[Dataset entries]
--- START ---

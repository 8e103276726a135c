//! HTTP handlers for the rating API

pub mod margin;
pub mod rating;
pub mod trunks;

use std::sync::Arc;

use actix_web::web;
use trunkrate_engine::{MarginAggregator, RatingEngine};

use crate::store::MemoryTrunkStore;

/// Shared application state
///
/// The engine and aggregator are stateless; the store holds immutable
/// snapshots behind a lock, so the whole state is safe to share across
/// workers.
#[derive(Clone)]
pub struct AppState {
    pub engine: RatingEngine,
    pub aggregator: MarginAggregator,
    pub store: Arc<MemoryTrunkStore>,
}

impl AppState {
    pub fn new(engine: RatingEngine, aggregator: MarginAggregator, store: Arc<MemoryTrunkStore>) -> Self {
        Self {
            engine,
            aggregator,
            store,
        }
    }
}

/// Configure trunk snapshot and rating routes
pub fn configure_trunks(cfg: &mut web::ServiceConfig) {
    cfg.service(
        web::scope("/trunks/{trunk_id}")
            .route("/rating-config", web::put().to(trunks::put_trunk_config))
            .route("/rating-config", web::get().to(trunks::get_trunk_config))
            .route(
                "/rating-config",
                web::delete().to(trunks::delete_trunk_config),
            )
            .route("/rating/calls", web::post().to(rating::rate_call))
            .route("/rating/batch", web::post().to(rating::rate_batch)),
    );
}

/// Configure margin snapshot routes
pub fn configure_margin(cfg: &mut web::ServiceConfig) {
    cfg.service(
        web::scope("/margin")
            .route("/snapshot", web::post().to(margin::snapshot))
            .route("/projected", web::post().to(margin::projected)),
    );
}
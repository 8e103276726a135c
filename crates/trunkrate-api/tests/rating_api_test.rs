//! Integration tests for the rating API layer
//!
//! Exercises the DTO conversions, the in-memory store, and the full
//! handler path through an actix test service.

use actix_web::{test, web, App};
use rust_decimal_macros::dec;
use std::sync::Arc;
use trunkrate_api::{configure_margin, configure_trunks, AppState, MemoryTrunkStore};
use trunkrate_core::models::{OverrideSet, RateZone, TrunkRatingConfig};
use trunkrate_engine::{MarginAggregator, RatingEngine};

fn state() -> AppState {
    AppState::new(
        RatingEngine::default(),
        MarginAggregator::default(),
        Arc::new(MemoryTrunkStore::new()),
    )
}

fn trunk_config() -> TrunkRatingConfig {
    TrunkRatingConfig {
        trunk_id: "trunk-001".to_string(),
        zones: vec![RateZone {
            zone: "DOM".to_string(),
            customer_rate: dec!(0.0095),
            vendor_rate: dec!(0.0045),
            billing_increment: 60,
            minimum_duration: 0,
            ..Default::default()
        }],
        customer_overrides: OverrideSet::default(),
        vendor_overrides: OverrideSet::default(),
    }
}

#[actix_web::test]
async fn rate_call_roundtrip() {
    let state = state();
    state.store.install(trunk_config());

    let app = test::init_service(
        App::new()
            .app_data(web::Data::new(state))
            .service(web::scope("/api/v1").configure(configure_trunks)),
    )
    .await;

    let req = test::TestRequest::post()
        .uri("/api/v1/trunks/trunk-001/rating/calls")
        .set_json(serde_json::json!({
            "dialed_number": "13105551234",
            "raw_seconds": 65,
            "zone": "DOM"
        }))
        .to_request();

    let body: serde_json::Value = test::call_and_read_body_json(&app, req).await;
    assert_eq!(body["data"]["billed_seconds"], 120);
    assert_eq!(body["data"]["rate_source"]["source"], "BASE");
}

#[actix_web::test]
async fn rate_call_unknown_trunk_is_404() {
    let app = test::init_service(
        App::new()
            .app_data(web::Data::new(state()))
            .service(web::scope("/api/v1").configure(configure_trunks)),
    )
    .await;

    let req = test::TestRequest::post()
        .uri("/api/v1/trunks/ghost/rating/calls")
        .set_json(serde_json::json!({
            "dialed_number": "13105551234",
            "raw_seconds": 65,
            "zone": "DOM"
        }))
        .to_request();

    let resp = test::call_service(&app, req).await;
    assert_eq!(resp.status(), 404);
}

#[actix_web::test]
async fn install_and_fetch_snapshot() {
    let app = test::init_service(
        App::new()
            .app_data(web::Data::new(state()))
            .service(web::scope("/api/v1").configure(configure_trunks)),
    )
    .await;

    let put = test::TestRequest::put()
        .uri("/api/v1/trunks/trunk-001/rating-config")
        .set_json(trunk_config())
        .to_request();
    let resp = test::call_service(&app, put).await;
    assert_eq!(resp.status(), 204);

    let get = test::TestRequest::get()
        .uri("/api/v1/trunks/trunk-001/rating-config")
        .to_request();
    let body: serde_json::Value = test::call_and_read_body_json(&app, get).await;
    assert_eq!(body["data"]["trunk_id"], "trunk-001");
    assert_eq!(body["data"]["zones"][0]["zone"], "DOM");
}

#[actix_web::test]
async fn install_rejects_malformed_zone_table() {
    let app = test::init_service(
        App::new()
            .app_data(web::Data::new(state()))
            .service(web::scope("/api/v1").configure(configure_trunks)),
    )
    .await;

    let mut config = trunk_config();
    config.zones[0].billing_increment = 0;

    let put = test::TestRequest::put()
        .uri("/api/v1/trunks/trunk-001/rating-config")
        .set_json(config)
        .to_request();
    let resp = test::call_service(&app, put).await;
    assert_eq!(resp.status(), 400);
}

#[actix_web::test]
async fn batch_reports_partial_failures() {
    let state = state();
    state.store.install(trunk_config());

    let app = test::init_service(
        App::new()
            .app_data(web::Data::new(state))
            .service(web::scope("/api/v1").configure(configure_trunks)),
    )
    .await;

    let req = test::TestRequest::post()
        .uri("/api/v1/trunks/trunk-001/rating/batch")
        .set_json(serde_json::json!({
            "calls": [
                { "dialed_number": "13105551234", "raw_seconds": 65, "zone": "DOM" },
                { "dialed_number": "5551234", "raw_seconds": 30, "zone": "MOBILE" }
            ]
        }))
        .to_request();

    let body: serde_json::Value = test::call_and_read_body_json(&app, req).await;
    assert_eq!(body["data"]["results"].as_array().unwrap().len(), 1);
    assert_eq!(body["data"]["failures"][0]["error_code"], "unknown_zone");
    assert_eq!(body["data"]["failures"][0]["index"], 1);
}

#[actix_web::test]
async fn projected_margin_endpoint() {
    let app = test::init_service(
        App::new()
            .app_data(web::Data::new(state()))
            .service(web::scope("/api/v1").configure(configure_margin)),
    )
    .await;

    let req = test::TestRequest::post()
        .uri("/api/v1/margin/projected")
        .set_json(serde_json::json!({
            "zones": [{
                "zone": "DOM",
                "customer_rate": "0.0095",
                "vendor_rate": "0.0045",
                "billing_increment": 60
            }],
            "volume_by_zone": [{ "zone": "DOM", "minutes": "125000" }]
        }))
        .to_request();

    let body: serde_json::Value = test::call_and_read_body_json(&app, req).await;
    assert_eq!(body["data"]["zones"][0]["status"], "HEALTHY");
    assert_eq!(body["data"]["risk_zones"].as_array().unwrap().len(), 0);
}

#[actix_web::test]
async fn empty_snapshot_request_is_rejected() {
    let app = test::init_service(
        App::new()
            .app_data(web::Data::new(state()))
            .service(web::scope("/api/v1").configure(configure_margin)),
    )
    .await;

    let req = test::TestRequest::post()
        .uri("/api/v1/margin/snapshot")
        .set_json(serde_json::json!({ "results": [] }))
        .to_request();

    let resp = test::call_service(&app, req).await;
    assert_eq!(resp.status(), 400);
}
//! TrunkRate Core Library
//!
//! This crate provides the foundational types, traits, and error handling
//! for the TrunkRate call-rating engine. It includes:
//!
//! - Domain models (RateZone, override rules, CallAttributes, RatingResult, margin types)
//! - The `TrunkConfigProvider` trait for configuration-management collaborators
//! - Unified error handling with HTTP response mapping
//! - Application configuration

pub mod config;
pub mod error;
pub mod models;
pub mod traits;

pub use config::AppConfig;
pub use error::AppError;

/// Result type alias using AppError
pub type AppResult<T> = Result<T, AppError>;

--- END ---

* _About this task_
In the entries above, find lines with "MarginAggregator" and copy each.

* _Response to this task_
use trunkrate_engine::{MarginAggregator, RatingEngine};
    pub aggregator: MarginAggregator,
    pub fn new(engine: RatingEngine, aggregator: MarginAggregator, store: Arc<MemoryTrunkStore>) -> Self {
use trunkrate_engine::{MarginAggregator, RatingEngine};
        MarginAggregator::default(),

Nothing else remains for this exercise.